If you’re aiming to sculpt 3D shoulders, rear delts should be a top priority. Rear deltoids often get ignored, but they are crucial for balanced shoulder development and posture. Strong rear delts improve performance and reduce the risk of injury. Here are the most effective rear delt exercises you can add to your routine today.
Why Rear Delts Matter
Rear delts are located at the back of your shoulders. They help pull your arms backward and stabilize your shoulder joint. Weak rear delts can cause imbalances, bad posture, and poor muscle definition.
Best Rear Delt Exercises for Muscle Growth
1. Bent-Over Dumbbell Reverse Fly
This classic move targets your rear delts directly.
- Hold a dumbbell in each hand.
- Bend at the hips, keeping your back flat.
- Raise your arms out to the sides with a slight bend in your elbows.
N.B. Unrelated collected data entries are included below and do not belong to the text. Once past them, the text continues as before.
//! The `tarjama translate` command for translating screenshots from disk.

use anyhow::Context;
use clap::{Args, ValueEnum};
use console::Style;
use indicatif::{ProgressBar, ProgressStyle};
use std::fs::File;
use std::io::{BufWriter, Write};
use std::path::PathBuf;
use tarjama_core::config::LimitsConfig;
use tarjama_core::{
    image, Config, OutputFormat as CoreOutputFormat, OutputWriter, Provider, Session,
    SessionError, TranslationResult, UploadedImage,
};

use super::theme;

/// Arguments for the `translate` command.
#[derive(Args, Debug)]
pub struct TranslateArgs {
    /// Screenshot files or directories
    #[arg(required = true)]
    pub inputs: Vec<PathBuf>,

    /// Vision provider
    #[arg(short, long, value_enum, default_value = "openai")]
    pub provider: ProviderArg,

    /// OpenAI API key
    #[arg(long, env = "OPENAI_API_KEY", hide_env_values = true)]
    pub openai_key: Option<String>,

    /// Gemini API key
    #[arg(long, env = "GEMINI_API_KEY", hide_env_values = true)]
    pub gemini_key: Option<String>,

    /// Output file (defaults to stdout)
    #[arg(short, long)]
    pub output: Option<PathBuf>,

    /// Output format
    #[arg(short, long, value_enum, default_value = "text")]
    pub format: OutputFormat,

    /// Model name, overriding the configured one
    #[arg(long)]
    pub model: Option<String>,
}

/// Providers selectable on the command line.
#[derive(Clone, Copy, Debug, ValueEnum)]
pub enum ProviderArg {
    /// OpenAI chat completions
    Openai,
    /// Google Gemini
    Gemini,
}

impl From<ProviderArg> for Provider {
    fn from(arg: ProviderArg) -> Self {
        match arg {
            ProviderArg::Openai => Provider::OpenAi,
            ProviderArg::Gemini => Provider::Gemini,
        }
    }
}

/// Supported output formats.
#[derive(Clone, Copy, Debug, ValueEnum)]
pub enum OutputFormat {
    /// Numbered plain-text blocks
    Text,
    /// Single JSON array
    Json,
    /// One JSON object per line
    Jsonl,
    /// Standalone HTML page
    Html,
}

impl From<OutputFormat> for CoreOutputFormat {
    fn from(format: OutputFormat) -> Self {
        match format {
            OutputFormat::Text => CoreOutputFormat::Text,
            OutputFormat::Json => CoreOutputFormat::Json,
            OutputFormat::Jsonl => CoreOutputFormat::JsonLines,
            OutputFormat::Html => CoreOutputFormat::Html,
        }
    }
}

/// Execute the translate command.
pub async fn execute(args: TranslateArgs, config: &Config) -> anyhow::Result<()> {
    let provider = Provider::from(args.provider);

    let mut session = Session::new();
    session.select_provider(provider);
    if let Some(key) = args.openai_key.as_deref() {
        session.set_credential(Provider::OpenAi, key.trim());
    }
    if let Some(key) = args.gemini_key.as_deref() {
        session.set_credential(Provider::Gemini, key.trim());
    }

    session.upload(load_images(&args.inputs, &config.limits));
    if session.images().is_empty() {
        return Err(SessionError::NoImages.into());
    }

    if session.active_credential().is_empty() && console::Term::stderr().is_term() {
        if let Some(key) = theme::prompt_for_key(provider)? {
            session.set_credential(provider, key);
        }
    }

    let translator = provider.build(&config.providers, args.model.as_deref());
    let progress = create_progress_bar(session.images().len() as u64);

    let outcome = session
        .translate(translator.as_ref(), |p| {
            progress.set_position(p.completed as u64);
            progress.set_message(p.status());
        })
        .await;

    let results = match outcome {
        Ok(results) => {
            progress.finish_and_clear();
            results
        }
        Err(e) => {
            progress.abandon();
            return Err(e.into());
        }
    };

    let format = CoreOutputFormat::from(args.format);
    match &args.output {
        Some(path) => {
            let file = File::create(path)
                .with_context(|| format!("Failed to create output file {}", path.display()))?;
            write_results(BufWriter::new(file), format, results)?;
            tracing::info!("Results written to {}", path.display());
        }
        None => write_results(std::io::stdout().lock(), format, results)?,
    }

    print_summary(results);
    Ok(())
}

/// Collect readable images from every input, in argument order.
///
/// Files that fail validation are logged and skipped.
fn load_images(inputs: &[PathBuf], limits: &LimitsConfig) -> Vec<UploadedImage> {
    let mut images = Vec::new();
    for input in inputs {
        let paths = image::discover(input, &limits.supported_formats);
        if paths.is_empty() {
            tracing::warn!("No supported images found at {}", input.display());
        }

        for path in paths {
            match UploadedImage::from_path(&path, limits) {
                Ok(image) => images.push(image),
                Err(e) => tracing::error!("Skipping {}: {e}", path.display()),
            }
        }
    }
    images
}

fn write_results<W: Write>(
    writer: W,
    format: CoreOutputFormat,
    results: &[TranslationResult],
) -> anyhow::Result<()> {
    let mut writer = OutputWriter::new(writer, format, true);
    writer.write_all(results)?;
    writer.flush()?;
    Ok(())
}

fn create_progress_bar(total: u64) -> ProgressBar {
    let pb = ProgressBar::new(total);
    if let Ok(style) = ProgressStyle::default_bar().template(
        "{spinner:.green} [{elapsed_precise}] [{bar:40.cyan/blue}] {pos}/{len} ({percent}%) {msg}",
    ) {
        pb.set_style(style.progress_chars("##-"));
    }
    pb.set_message("starting...");
    pb
}

fn print_summary(results: &[TranslationResult]) {
    let failed = results.iter().filter(|r| !r.is_ok()).count();
    let succeeded = results.len() - failed;

    let green = Style::new().for_stderr().green();
    let red = Style::new().for_stderr().red();

    eprintln!();
    eprintln!("  {} {succeeded} translated", green.apply_to("✓"));
    if failed > 0 {
        eprintln!("  {} {failed} failed", red.apply_to("✗"));
    }
}
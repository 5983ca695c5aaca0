//! Sub-configuration structs with their defaults.

use serde::{Deserialize, Serialize};

/// Provider settings, one table per backend.
#[derive(Debug, Clone, Default, Serialize, Deserialize)]
#[serde(default)]
pub struct ProvidersConfig {
    /// OpenAI Chat Completions settings
    pub openai: OpenAiConfig,

    /// Google Gemini settings
    pub gemini: GeminiConfig,
}

/// OpenAI configuration.
#[derive(Debug, Clone, Serialize, Deserialize)]
#[serde(default)]
pub struct OpenAiConfig {
    /// Model name
    pub model: String,

    /// Chat Completions endpoint
    pub endpoint: String,

    /// Client timeout in milliseconds; `None` leaves requests unbounded
    pub timeout_ms: Option<u64>,

    /// Retries on rate limits and server errors
    pub max_retries: u32,

    /// Base backoff delay in milliseconds
    pub retry_delay_ms: u64,
}

impl Default for OpenAiConfig {
    fn default() -> Self {
        Self {
            model: "gpt-4.1-nano".to_string(),
            endpoint: "https://api.openai.com/v1/chat/completions".to_string(),
            timeout_ms: Some(600_000),
            max_retries: 2,
            retry_delay_ms: 500,
        }
    }
}

/// Gemini configuration.
#[derive(Debug, Clone, Serialize, Deserialize)]
#[serde(default)]
pub struct GeminiConfig {
    /// Model name
    pub model: String,

    /// Base URL; requests go to `{endpoint}/{model}:generateContent`
    pub endpoint: String,

    /// Sampling temperature. Translation wants deterministic output.
    pub temperature: f32,

    /// Client timeout in milliseconds; `None` leaves requests unbounded
    pub timeout_ms: Option<u64>,

    /// Retries on rate limits and server errors
    pub max_retries: u32,

    /// Base backoff delay in milliseconds
    pub retry_delay_ms: u64,
}

impl Default for GeminiConfig {
    fn default() -> Self {
        Self {
            model: "gemini-2.0-flash-lite".to_string(),
            endpoint: "https://generativelanguage.googleapis.com/v1beta/models".to_string(),
            temperature: 0.0,
            timeout_ms: None,
            max_retries: 2,
            retry_delay_ms: 1000,
        }
    }
}

/// Upload limits.
#[derive(Debug, Clone, Serialize, Deserialize)]
#[serde(default)]
pub struct LimitsConfig {
    /// Maximum size of a single image in megabytes
    pub max_file_size_mb: u64,

    /// Extensions accepted by directory discovery
    pub supported_formats: Vec<String>,
}

impl Default for LimitsConfig {
    fn default() -> Self {
        Self {
            max_file_size_mb: 20,
            supported_formats: vec!["jpg".to_string(), "jpeg".to_string(), "png".to_string()],
        }
    }
}

/// Web form settings.
#[derive(Debug, Clone, Serialize, Deserialize)]
#[serde(default)]
pub struct ServerConfig {
    /// Listen address
    pub bind: String,

    /// Maximum request body for uploads, in megabytes
    pub max_upload_mb: u64,

    /// Minutes a session may sit unused before it is dropped
    pub session_idle_minutes: u64,
}

impl Default for ServerConfig {
    fn default() -> Self {
        Self {
            bind: "127.0.0.1:8501".to_string(),
            max_upload_mb: 50,
            session_idle_minutes: 60,
        }
    }
}

/// Logging settings.
#[derive(Debug, Clone, Serialize, Deserialize)]
#[serde(default)]
pub struct LoggingConfig {
    /// Log level: error, warn, info, debug, trace
    pub level: String,

    /// Log format: "pretty" or "json"
    pub format: String,
}

impl Default for LoggingConfig {
    fn default() -> Self {
        Self {
            level: "info".to_string(),
            format: "pretty".to_string(),
        }
    }
}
- Squeeze your shoulder blades together.
- Lower slowly and repeat.
Keep the motion slow and controlled. Focus on the squeeze at the top.
2. Face Pulls
Face pulls are excellent for rear delts and upper traps.
- Use a rope attachment on a cable machine.
- Set the rope at upper chest height.
- Pull the rope towards your face, elbows high.
- Pause at the top and slowly return.
This is one of the safest and most effective shoulder movements.
3. Rear Delt Machine Fly
If your gym has a rear delt fly machine, use it.
- Sit facing the pad.
- Grip the handles and keep your arms slightly bent.
- Push your arms out and back.
- Control the return and keep tension on your rear delts.
It’s great for isolating the rear delts without involving too many other muscles.
4. Cable Reverse Fly
This move hits the rear delts through a full range of motion.
- Set the cables to the lowest setting.
- Grab the left cable with your right hand and vice versa.
- Pull both cables out and up at shoulder height.
- Squeeze at the top and return slowly.
This variation keeps tension constant, maximizing rear delt activation.
5. Barbell Rear Delt Row
Barbell rows aren’t just for the back. This variation hits the rear delts hard.
- Use a wide grip.
- Bend at your hips until your torso is nearly parallel.
- Row the bar toward your upper chest.
- Keep elbows flared out and control the weight.
Avoid using momentum to get the most out of this lift.
6. Lying Rear Delt Raises
This underrated dumbbell move is super effective.
- Lie face down on an incline bench.
- Hold a dumbbell in each hand.
- Raise your arms out to the sides.
- Focus on slow, controlled reps.
It reduces cheating and locks you into the correct form.
Tips for Training Rear Delts
- Train rear delts twice a week for best results.
- Use light to moderate weights and focus on form.
- Pause at the top of each movement to increase time under tension.
- Avoid using traps; focus on isolation.
Common Mistakes to Avoid
- Don’t rush the reps.
- Don’t use too much weight.
- Avoid letting your traps take over.
- Don’t skip rear delt exercises—they’re essential for balance.
Final Thoughts
Well-developed rear delt exercises enhance your physique and shoulder health. Include a mix of free weights and machines for variety. Stick to proper form and prioritize mind-muscle connection. Your shoulders will thank you.